Victory for The Sun and campaigners as Government lowers bowel cancer screening age to 50

EVERYONE in England will be offered bowel cancer screening tests at 50 years old, marking a victory for The Sun and campaigners.

The No Time 2 Lose campaign called for the Government to lower the screening age from 60 – bringing it in line with Scotland.

Bowel cancer screening in the UK is to start at 50 after the success of The Sun's No Time 2 Lose campaign
Bowel cancer screening in the UK is to start at 50 after the success of The Sun’s No Time 2 Lose campaign
Alamy

Bowel cancer is the 2nd deadliest form of cancer, claiming 16,000 lives a year, but it CAN be cured if it’s caught early enough.

Fewer than one in ten people survive bowel cancer if it’s picked up at stage 4, but detected quickly, more than nine in ten patients will live five years or longer.

That’s why The Sun has called on the Governement to offer a simple poo test to everyone, every two years, from their 50th birthday.

Today following a review of the evidence by the UK’s National Screening Committee, health secretary Matt Hancock has agreed to lower the screening age.

Lauren Backler started a petition calling for the screening age to be lowered to 50 after losing her mum Fiona to the disease at 55
Lauren Backler started a petition calling for the screening age to be lowered to 50 after losing her mum Fiona to the disease at 55
Lauren Backler

The committee recommends screening using the new faecal immunochemical home test kit (FIT), should be offered to everyone aged 50 to 74.

Until now the test had only been offered to people on their 60th birthday.

Campaigner Lauren Backler started a petition urging the Government to lower the screening age to 50 after losing her mum at 55.

Fiona Backler died just three months after she was diagnosed with the disease.

Channelling her anger at losing her mum, Lauren, 27, gathered more than 479,000 signatures delivering the petition to the Department of Health in April.

Stepping off a flight from Thailand to hear the news, she told The Sun: “I feel like crying, what fantastic news.”

Screening people at a younger age would enable more cases of bowel cancer to be picked up at an earlier stage, where treatment is likely to be more effective and survival chances improved.

Health Secretary, Matt Hancock, and Public Health Minister, Steve Brine, have today agreed the recommendations.

Professor Anne Mackie, Director of Screening at Public Health England, said: “The risk of bowel cancer rises steeply from around age 50-54 and rates are significantly higher among males than females.

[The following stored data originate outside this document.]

use chrono::Utc;
use tracing::{debug, warn};

use super::StateStore;
use crate::error::StoreError;
use crate::model::{CheckState, WorkloadDetails, sanitize_resource_name};
use crate::store::Repository;

impl<R: Repository> StateStore<R> {
    /// Replaces a check's state with `details`, stamped with this pod and the
    /// current time.
    ///
    /// The document must already exist (see [`StateStore::ensure_exists`]).
    /// The write carries the version fetched here, so if another writer got in
    /// between, this fails with [`StoreError::Conflict`] and nothing is written.
    pub async fn set_check_state(
        &self,
        name: &str,
        namespace: &str,
        mut details: WorkloadDetails,
    ) -> Result<CheckState, StoreError> {
        let name = sanitize_resource_name(name);

        // the current resource version comes from the stored document
        let mut state: CheckState = self.repo.get(&name, namespace).await?;

        details.authoritative_pod = self.pod_name.clone();
        details.last_run = Some(Utc::now());
        state.spec = details;

        debug!(
            %namespace,
            %name,
            ok = state.spec.ok,
            errors = ?state.spec.errors,
            last_run = ?state.spec.last_run,
            "writing check state"
        );
        self.repo.update(&state, namespace).await.inspect_err(|err| {
            if err.is_conflict() {
                warn!(%namespace, %name, "check state changed since it was read");
            }
        })
    }
}
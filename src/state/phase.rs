use tracing::{error, info, warn};

use super::StateStore;
use crate::error::StoreError;
use crate::model::{CheckJob, JobPhase};
use crate::store::Repository;

impl<R: Repository> StateStore<R> {
    /// Sets a job's phase, leaving every other field as stored.
    ///
    /// Jobs are never created here; a missing job is [`StoreError::NotFound`].
    /// Any phase may follow any other. A concurrent write surfaces as
    /// [`StoreError::Conflict`].
    pub async fn set_job_phase(
        &self,
        name: &str,
        namespace: &str,
        phase: JobPhase,
    ) -> Result<CheckJob, StoreError> {
        let mut job: CheckJob = self.repo.get(name, namespace).await.inspect_err(|err| {
            error!(%namespace, %name, error = %err, "error getting check job");
        })?;

        let previous = std::mem::replace(&mut job.spec.phase, phase);
        info!(%namespace, %name, %previous, phase = %job.spec.phase, "setting check job phase");

        self.repo.update(&job, namespace).await.inspect_err(|err| {
            if err.is_conflict() {
                warn!(%namespace, %name, "check job changed since it was read");
            }
        })
    }
}

#[cfg(test)]
mod tests {
    use serde_json::json;

    use crate::model::{CheckJob, Document, JobPhase, JobSpec};
    use crate::state::StateStore;
    use crate::store::{MemoryRepository, Repository};

    async fn submitted(store: &StateStore<MemoryRepository>) -> CheckJob {
        let spec: JobSpec = serde_json::from_value(json!({
            "phase": "Running",
            "timeout": "10m",
            "podSpec": {"containers": [{"name": "pinger", "image": "pinger:2"}]}
        }))
        .unwrap();
        store
            .repository()
            .create(&CheckJob::new("nightly-job", "ops", spec), "ops")
            .await
            .unwrap()
    }

    #[tokio::test]
    async fn only_phase_changes() {
        let store = StateStore::new(MemoryRepository::new(), "checker-0");
        let before = submitted(&store).await;

        let after = store
            .set_job_phase("nightly-job", "ops", JobPhase::Completed)
            .await
            .unwrap();

        assert_eq!(after.spec.phase, JobPhase::Completed);
        assert_eq!(after.spec.extra, before.spec.extra);
        assert_eq!(after.metadata.name, before.metadata.name);
        assert_eq!(after.metadata.uid, before.metadata.uid);
        assert_ne!(after.resource_version(), before.resource_version());
    }

    #[tokio::test]
    async fn missing_job_is_not_created() {
        let store = StateStore::new(MemoryRepository::new(), "checker-0");
        let err = store
            .set_job_phase("nightly-job", "ops", JobPhase::Running)
            .await
            .unwrap_err();
        assert!(err.is_not_found());
        assert!(store.repository().is_empty());
    }

    #[tokio::test]
    async fn terminal_phase_can_be_overwritten() {
        let store = StateStore::new(MemoryRepository::new(), "checker-0");
        submitted(&store).await;

        store
            .set_job_phase("nightly-job", "ops", JobPhase::Completed)
            .await
            .unwrap();
        let job = store
            .set_job_phase("nightly-job", "ops", JobPhase::Running)
            .await
            .unwrap();
        assert_eq!(job.spec.phase, JobPhase::Running);
    }

    #[tokio::test]
    async fn unset_phase_can_be_started() {
        let store = StateStore::new(MemoryRepository::new(), "checker-0");
        store
            .repository()
            .create(&CheckJob::new("nightly-job", "ops", JobSpec::default()), "ops")
            .await
            .unwrap();

        let job = store
            .set_job_phase("nightly-job", "ops", JobPhase::Running)
            .await
            .unwrap();
        assert_eq!(job.spec.phase, JobPhase::Running);
    }
}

“Starting screening ten years earlier at 50 will help spot more abnormalities at an early stage that could develop into bowel cancer if not detected.

“The committee recognises that this change will take time but wants the FIT test to be offered to all aged 60 and over as soon as possible, and options considered for a roll out plan where screening can be offered at 55 and eventually to all aged 50 – ensuring we have the best bowel screening programme possible.”

Public Health Minister, Steve Brine added: “We are determined to make our cancer survival rates the best in the world.

“With the roll out of FIT as a new bowel screening test from the autumn – a much more convenient and reliable test – we have a real opportunity to reshape our bowel screening programme and potentially detect the stages of bowel cancer much earlier.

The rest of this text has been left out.